Kaum läuft das Gerät ein paar Minuten, lässt die Saugkraft nach und dann geht gar nichts mehr: Verstopfungen sind das häufigste Ärgernis beim Laubsaugen. Die gute Nachricht – mit der richtigen Technik lassen sie sich fast immer vermeiden.
Die häufigsten Ursachen
- Zu schnelles Saugen: Zu viel Material auf einmal blockiert das Saugrohr.
- Nasses Laub: klebt und verklumpt im Häckslerraum.
- Große, feste Blätter: Kastanie oder Platane verhaken sich leicht.
- Beigemischtes Material: Ästchen, Steine und Zapfen sind typische Blockierer.
So beugst du Blockaden vor
- Dosiert saugen: das Rohr locker über dem Laub führen, nicht ins Laub „stechen“.
- Drehzahl regeln: an dicken Stellen kurz aufdrehen, sonst moderat bleiben.
- Trocken arbeiten: möglichst nur oberflächlich abgetrocknetes Laub saugen.
- Groben Schmutz vorher entfernen: Steine und dicke Äste vom Beet nehmen.
Geräte mit Reinigungsöffnung / Schnellverschluss am Rohr und einem Metall-Häckselrad lassen sich schneller freimachen und verstopfen seltener.

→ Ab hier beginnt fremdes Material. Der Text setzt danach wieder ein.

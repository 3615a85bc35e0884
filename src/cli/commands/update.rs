use std::path::Path;

use log::{debug, info, warn};

use crate::cli::commands::{open_document, CommandContext};
use crate::cli::types::Commands;
use crate::config::{Settings, TocConfig};
use crate::document::DocumentSource;
use crate::editor;
use crate::utils::error::BoxResult;
use crate::utils::fs::{collect_markdown_files, write_file};

/// What to do with a file whose TOC is out of date
#[derive(Debug, Clone, Copy, PartialEq, Eq)]
enum UpdateMode {
    Write,
    Print,
    Check,
}

/// Handle the update command
pub fn handle_update_command(command: &Commands, context: &CommandContext) -> BoxResult<i32> {
    if let Commands::Update { paths, check, stdout } = command {
        let (settings, toc_config) = context.load()?;
        let mode = if *check {
            UpdateMode::Check
        } else if *stdout {
            UpdateMode::Print
        } else {
            UpdateMode::Write
        };

        let files = collect_markdown_files(paths, &settings.editor.markdown_extensions)?;
        let mut stale = 0;
        for file in &files {
            if update_file(file, &settings, &toc_config, mode)? {
                stale += 1;
            }
        }

        match mode {
            UpdateMode::Check if stale > 0 => {
                warn!("{} of {} file(s) have an out of date table of contents", stale, files.len());
                return Ok(1);
            }
            UpdateMode::Write => info!("Updated {} of {} file(s)", stale, files.len()),
            _ => {}
        }
    }

    Ok(0)
}

/// Update one file, returning whether its TOC was out of date
fn update_file(path: &Path, settings: &Settings, toc_config: &TocConfig, mode: UpdateMode) -> BoxResult<bool> {
    let mut doc = open_document(path, settings)?;

    if !editor::is_markdown(&doc) {
        debug!("Skipping {}: not a markdown file", path.display());
        return Ok(false);
    }

    if mode == UpdateMode::Check {
        let stale = !editor::compute_update_edits(&doc, toc_config).is_empty();
        if stale {
            info!("{}: table of contents is out of date", path.display());
        }
        return Ok(stale);
    }

    let edits = editor::update_toc(Some(&mut doc), toc_config)?;
    match mode {
        UpdateMode::Print => print!("{}", doc.text()),
        _ if edits > 0 => {
            write_file(path, doc.text())?;
            info!("{}: updated table of contents", path.display());
        }
        _ => debug!("{}: table of contents is up to date", path.display()),
    }

    Ok(edits > 0)
}
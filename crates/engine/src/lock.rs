//! Per-entity audit locks
//!
//! At most one targeted audit may run per entity. The lock is a cache key
//! (`audit_lock_wallet_<id>`) with a TTL, so a worker that dies mid-audit
//! stops blocking the entity once the TTL passes. Services hold it in a
//! [`StoreCache`](crate::cache::StoreCache) so it spans worker processes.

use std::sync::Arc;

use chrono::Duration;
use ledgerwatch_core::EntityType;

use crate::cache::Cache;

/// Exclusive, TTL-bounded entity lock
#[derive(Clone)]
pub struct EntityLock {
    cache: Arc<dyn Cache>,
    ttl: Duration,
}

impl EntityLock {
    pub fn new(cache: Arc<dyn Cache>, ttl: Duration) -> Self {
        Self { cache, ttl }
    }

    pub fn key(entity_type: EntityType, entity_id: i64) -> String {
        format!("audit_lock_{}_{}", entity_type, entity_id)
    }

    /// Take the lock, or `None` if another audit holds it
    pub fn try_acquire(&self, entity_type: EntityType, entity_id: i64) -> Option<LockGuard> {
        let key = Self::key(entity_type, entity_id);
        if self.cache.add(&key, self.ttl) {
            Some(LockGuard {
                cache: Arc::clone(&self.cache),
                key,
            })
        } else {
            None
        }
    }

    pub fn is_locked(&self, entity_type: EntityType, entity_id: i64) -> bool {
        self.cache.has(&Self::key(entity_type, entity_id))
    }
}

/// Releases the lock on drop
pub struct LockGuard {
    cache: Arc<dyn Cache>,
    key: String,
}

impl LockGuard {
    pub fn key(&self) -> &str {
        &self.key
    }
}

impl Drop for LockGuard {
    fn drop(&mut self) {
        self.cache.forget(&self.key);
    }
}
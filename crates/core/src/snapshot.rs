//! Point-in-time wallet snapshots and manual correction requests

use chrono::{DateTime, Utc};
use rust_decimal::Decimal;
use serde::{Deserialize, Serialize};
use strum_macros::{AsRefStr, Display, EnumString};

use crate::audit::{AuditLogId, AuditType};
use crate::ledger::WalletId;

pub type SnapshotId = i64;

/// Immutable copy of a wallet's state, taken before any corrective action
#[derive(Debug, Clone, PartialEq, Serialize, Deserialize)]
pub struct AuditSnapshot {
    pub id: SnapshotId,
    pub wallet_id: WalletId,
    pub balance: Decimal,
    pub transaction_count: u64,
    pub snapshot_date: DateTime<Utc>,
    /// Auditor that took the snapshot
    pub audit_type: AuditType,
}

/// Insert payload for an [`AuditSnapshot`]
#[derive(Debug, Clone, PartialEq, Serialize, Deserialize)]
pub struct NewSnapshot {
    pub wallet_id: WalletId,
    pub balance: Decimal,
    pub transaction_count: u64,
    pub snapshot_date: DateTime<Utc>,
    pub audit_type: AuditType,
}

impl NewSnapshot {
    pub fn into_snapshot(self, id: SnapshotId) -> AuditSnapshot {
        AuditSnapshot {
            id,
            wallet_id: self.wallet_id,
            balance: self.balance,
            transaction_count: self.transaction_count,
            snapshot_date: self.snapshot_date,
            audit_type: self.audit_type,
        }
    }
}

#[derive(
    Debug, Clone, Copy, PartialEq, Eq, Hash, Serialize, Deserialize, EnumString, Display, AsRefStr,
)]
#[strum(serialize_all = "snake_case")]
#[serde(rename_all = "snake_case")]
pub enum CorrectionStatus {
    Open,
    Closed,
}

/// Manual follow-up for a critical finding that may not be auto-corrected
#[derive(Debug, Clone, PartialEq, Serialize, Deserialize)]
pub struct CorrectionRequest {
    pub id: i64,
    pub audit_log_id: AuditLogId,
    pub wallet_id: WalletId,
    pub current_balance: Decimal,
    pub ledger_balance: Decimal,
    pub status: CorrectionStatus,
    pub created_at: DateTime<Utc>,
}
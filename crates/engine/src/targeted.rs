//! Targeted auditor
//!
//! Full reconciliation of one wallet, consumed from the queue.
//!
//! ```text
//! acquire audit_lock_wallet_<id> ── busy ──► Locked (job deferred)
//!        │
//!        ▼
//! snapshot (pre-correction)
//!        │
//!        ▼
//! replay completed internal transactions ──► ledger balance + trail
//!        │
//!        ├─ no transactions, balance != 0 ──► data_corruption (critical)
//!        └─ difference != 0 ──► balance_ledger_mismatch
//!                                   │
//!            difference < 0.01 ─────┼──► correct balance + resolve log (one transaction)
//!                                   │         │ failure: rolled back
//!                                   ▼         ▼
//!          investigating log (+ correction request if critical), one transaction
//!                                   │
//!                                   ▼
//!                                notify
//! ```

use chrono::{DateTime, Utc};
use ledgerwatch_core::{
    AnomalyScope, AuditLogId, AuditStatus, AuditType, EntityType, Invariant, NewSnapshot,
    Severity, SnapshotId, Transaction, TransactionId, Wallet, WalletId,
};
use ledgerwatch_store::{
    transaction, AuditLogRepository, CorrectionRepository, LedgerRepository, SnapshotRepository,
    WalletRepository,
};
use rust_decimal::Decimal;
use serde::{Deserialize, Serialize};
use serde_json::{json, Value};

use crate::anomaly::{Anomaly, AnomalyRecorder};
use crate::context::AuditServices;
use crate::error::AuditResult;
use crate::severity::classify;

/// One step of the running balance
#[derive(Debug, Clone, PartialEq, Serialize, Deserialize)]
pub struct TrailPoint {
    pub transaction_id: TransactionId,
    pub running_balance: Decimal,
}

/// Ground truth recomputed from the full history
#[derive(Debug, Clone, PartialEq)]
pub struct LedgerReplay {
    pub ledger_balance: Decimal,
    pub transaction_count: u64,
    /// Most recent points only
    pub trail: Vec<TrailPoint>,
    pub first_transaction_at: Option<DateTime<Utc>>,
    pub last_transaction_at: Option<DateTime<Utc>>,
}

/// Replay completed internal transactions in chronological order
pub fn replay(transactions: &[Transaction], trail_length: usize) -> LedgerReplay {
    let mut ordered: Vec<&Transaction> = transactions
        .iter()
        .filter(|tx| tx.counts_toward_balance())
        .collect();
    ordered.sort_by_key(|tx| (tx.created_at, tx.id));

    let mut running = Decimal::ZERO;
    let mut trail = Vec::with_capacity(ordered.len().min(trail_length));
    for tx in &ordered {
        running += tx.signed_amount();
        trail.push(TrailPoint {
            transaction_id: tx.id,
            running_balance: running,
        });
    }
    if trail.len() > trail_length {
        trail.drain(..trail.len() - trail_length);
    }

    LedgerReplay {
        ledger_balance: running,
        transaction_count: ordered.len() as u64,
        trail,
        first_transaction_at: ordered.first().map(|tx| tx.created_at),
        last_transaction_at: ordered.last().map(|tx| tx.created_at),
    }
}

/// How a finding was handled
#[derive(Debug, Clone, Copy, PartialEq, Eq)]
pub enum Resolution {
    AutoCorrected,
    Escalated,
    /// Same fingerprint already logged; nothing done
    Duplicate,
}

#[derive(Debug, Clone, PartialEq)]
pub struct Finding {
    pub invariant: String,
    pub severity: Severity,
    pub audit_log_id: Option<AuditLogId>,
    pub resolution: Resolution,
    pub correction_request_id: Option<i64>,
}

#[derive(Debug, Clone, PartialEq)]
pub struct ReconciliationReport {
    pub wallet_id: WalletId,
    pub snapshot_id: SnapshotId,
    pub current_balance: Decimal,
    pub ledger_balance: Decimal,
    pub difference: Decimal,
    pub transaction_count: u64,
    pub findings: Vec<Finding>,
}

impl ReconciliationReport {
    pub fn is_clean(&self) -> bool {
        self.findings.is_empty()
    }
}

#[derive(Debug, Clone, PartialEq)]
pub enum TargetedOutcome {
    /// Another audit holds the wallet; try again later
    Locked,
    MissingWallet,
    Completed(ReconciliationReport),
}

pub struct TargetedAuditor {
    services: AuditServices,
    recorder: AnomalyRecorder,
}

impl TargetedAuditor {
    pub fn new(services: AuditServices) -> Self {
        Self {
            recorder: AnomalyRecorder::new(services.clone()),
            services,
        }
    }

    /// Reconcile one wallet under its entity lock
    pub fn audit_wallet(&self, wallet_id: WalletId) -> AuditResult<TargetedOutcome> {
        let lock = self.services.entity_lock();
        let Some(_guard) = lock.try_acquire(EntityType::Wallet, wallet_id) else {
            tracing::debug!(wallet_id, "Targeted audit skipped: wallet locked");
            return Ok(TargetedOutcome::Locked);
        };

        let store = &self.services.store;
        let Some(wallet) = store.wallet(wallet_id)? else {
            tracing::warn!(wallet_id, "Targeted audit skipped: unknown wallet");
            return Ok(TargetedOutcome::MissingWallet);
        };
        let now = self.services.clock.now();

        let history = store.wallet_transactions(wallet_id)?;
        let replay = replay(&history, self.services.config.targeted.trail_length);
        let snapshot = store.insert_snapshot(NewSnapshot {
            wallet_id,
            balance: wallet.balance,
            transaction_count: replay.transaction_count,
            snapshot_date: now,
            audit_type: AuditType::Batch,
        })?;

        let difference = (wallet.balance - replay.ledger_balance).abs();
        let mut findings = Vec::new();

        if replay.transaction_count == 0 && !wallet.balance.is_zero() {
            let anomaly = Anomaly::wallet(Invariant::DataCorruption, wallet_id)
                .values(Decimal::ZERO, wallet.balance)
                .severity(Severity::Critical)
                .describe(format!(
                    "Wallet {} has balance {} but no completed transactions",
                    wallet_id, wallet.balance
                ))
                .meta("snapshot_id", snapshot.id);
            findings.push(self.escalate(&wallet, &replay, anomaly, now)?);
        } else if !difference.is_zero() {
            let severity = classify(difference, wallet.balance, &self.services.config.realtime.severity);
            let anomaly = Anomaly::wallet(Invariant::BalanceLedgerMismatch, wallet_id)
                .values(replay.ledger_balance, wallet.balance)
                .severity(severity)
                .describe(format!(
                    "Reconciliation of wallet {}: balance {} vs ledger {}",
                    wallet_id, wallet.balance, replay.ledger_balance
                ))
                .meta("snapshot_id", snapshot.id)
                .meta("ledger_replay", replay_metadata(&replay)?);

            let finding = if difference < self.services.config.targeted.auto_correct_below {
                self.auto_correct(&wallet, &replay, anomaly, now)?
            } else {
                self.escalate(&wallet, &replay, anomaly, now)?
            };
            findings.push(finding);
        }

        Ok(TargetedOutcome::Completed(ReconciliationReport {
            wallet_id,
            snapshot_id: snapshot.id,
            current_balance: wallet.balance,
            ledger_balance: replay.ledger_balance,
            difference,
            transaction_count: replay.transaction_count,
            findings,
        }))
    }

    fn duplicate(&self, anomaly: &Anomaly) -> AuditResult<Option<Finding>> {
        let fingerprint = anomaly.fingerprint(AnomalyScope::Targeted);
        if self.services.store.find_by_fingerprint(&fingerprint)?.is_some() {
            return Ok(Some(Finding {
                invariant: anomaly.invariant.clone(),
                severity: anomaly.severity,
                audit_log_id: None,
                resolution: Resolution::Duplicate,
                correction_request_id: None,
            }));
        }
        Ok(None)
    }

    /// Log write, balance write and resolution in one unit of work
    fn auto_correct(
        &self,
        wallet: &Wallet,
        replay: &LedgerReplay,
        anomaly: Anomaly,
        now: DateTime<Utc>,
    ) -> AuditResult<Finding> {
        if let Some(duplicate) = self.duplicate(&anomaly)? {
            return Ok(duplicate);
        }

        let store = &self.services.store;
        let new_log = anomaly.clone().into_new_log(AnomalyScope::Targeted, AuditStatus::Pending);
        let mut resolved_metadata = new_log.metadata.clone();
        resolved_metadata.insert("auto_corrected".to_string(), Value::Bool(true));
        resolved_metadata.insert(
            "correction".to_string(),
            json!({
                "previous_balance": wallet.balance,
                "corrected_balance": replay.ledger_balance,
                "corrected_at": now,
            }),
        );

        let corrected = transaction(store.as_ref(), || {
            let log = store.insert_audit_log(new_log.clone(), now)?;
            store.set_wallet_balance(wallet.id, replay.ledger_balance, now)?;
            store.update_audit_status(
                log.id,
                AuditStatus::Resolved,
                Some(now),
                Some(resolved_metadata.clone()),
            )?;
            Ok(log.id)
        });

        match corrected {
            Ok(log_id) => {
                tracing::info!(
                    wallet_id = wallet.id,
                    audit_log_id = log_id,
                    from = %wallet.balance,
                    to = %replay.ledger_balance,
                    "Wallet balance auto-corrected"
                );
                Ok(Finding {
                    invariant: anomaly.invariant,
                    severity: anomaly.severity,
                    audit_log_id: Some(log_id),
                    resolution: Resolution::AutoCorrected,
                    correction_request_id: None,
                })
            }
            Err(e) => {
                tracing::warn!(
                    wallet_id = wallet.id,
                    error = %e,
                    "Auto-correction rolled back, escalating"
                );
                let anomaly = anomaly.meta("auto_correction_error", e.to_string());
                self.escalate(wallet, replay, anomaly, now)
            }
        }
    }

    /// Log, `investigating` transition and correction request commit together
    ///
    /// Auditors are notified only once the unit of work has committed, so a
    /// failed attempt leaves nothing behind and the retried job starts over.
    fn escalate(
        &self,
        wallet: &Wallet,
        replay: &LedgerReplay,
        anomaly: Anomaly,
        now: DateTime<Utc>,
    ) -> AuditResult<Finding> {
        let invariant = anomaly.invariant.clone();
        let severity = anomaly.severity;
        let fingerprint = anomaly.fingerprint(AnomalyScope::Targeted);
        let new_log = anomaly.into_new_log(AnomalyScope::Targeted, AuditStatus::Investigating);
        let store = &self.services.store;

        let escalated = transaction(store.as_ref(), || {
            if store.find_by_fingerprint(&fingerprint)?.is_some() {
                return Ok(None);
            }
            let mut log = store.insert_audit_log(new_log, now)?;
            store.update_audit_status(log.id, AuditStatus::Investigating, Some(now), None)?;
            log.status = AuditStatus::Investigating;
            log.processed_at = Some(now);

            let request_id = if severity == Severity::Critical {
                let request = store.insert_correction_request(
                    log.id,
                    wallet.id,
                    wallet.balance,
                    replay.ledger_balance,
                    now,
                )?;
                Some(request.id)
            } else {
                None
            };
            Ok(Some((log, request_id)))
        })?;

        let Some((log, correction_request_id)) = escalated else {
            return Ok(Finding {
                invariant,
                severity,
                audit_log_id: None,
                resolution: Resolution::Duplicate,
                correction_request_id: None,
            });
        };

        tracing::warn!(
            wallet_id = wallet.id,
            audit_log_id = log.id,
            severity = %severity,
            invariant = %invariant,
            "Audit finding escalated"
        );
        self.recorder.notify(&log);

        Ok(Finding {
            invariant,
            severity,
            audit_log_id: Some(log.id),
            resolution: Resolution::Escalated,
            correction_request_id,
        })
    }
}

fn replay_metadata(replay: &LedgerReplay) -> AuditResult<Value> {
    Ok(json!({
        "transaction_count": replay.transaction_count,
        "first_transaction_at": replay.first_transaction_at,
        "last_transaction_at": replay.last_transaction_at,
        "trail": serde_json::to_value(&replay.trail)?,
    }))
}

Verstopfung lösen – Schritt für Schritt
- Gerät ausschalten und vom Strom/Akku trennen.
- Fangsack abnehmen und entleeren.
- Saugrohr abnehmen und den Häckslerraum kontrollieren.
- Blockade vorsichtig mit einem Stab lösen – nie mit der Hand ins Häckselrad.
Wenn es bei Nässe ständig verstopft, liegt es oft am Gerät. Worauf du achten solltest, steht im Ratgeber.
Nasses Laub: die richtige Wahl →Häufige Fragen
Warum verstopft mein Laubsauger ständig?
Meist durch zu schnelles Saugen, nasses oder klebriges Laub oder mitgesaugte Ästchen und Steine. Dosiertes Saugen und trockenes Material beugen vor.
Wie reinige ich einen verstopften Laubsauger?
Gerät ausschalten und vom Strom/Akku trennen, Fangsack leeren, Saugrohr abnehmen und den Häckslerraum vorsichtig mit einem Stab freimachen – niemals mit der Hand.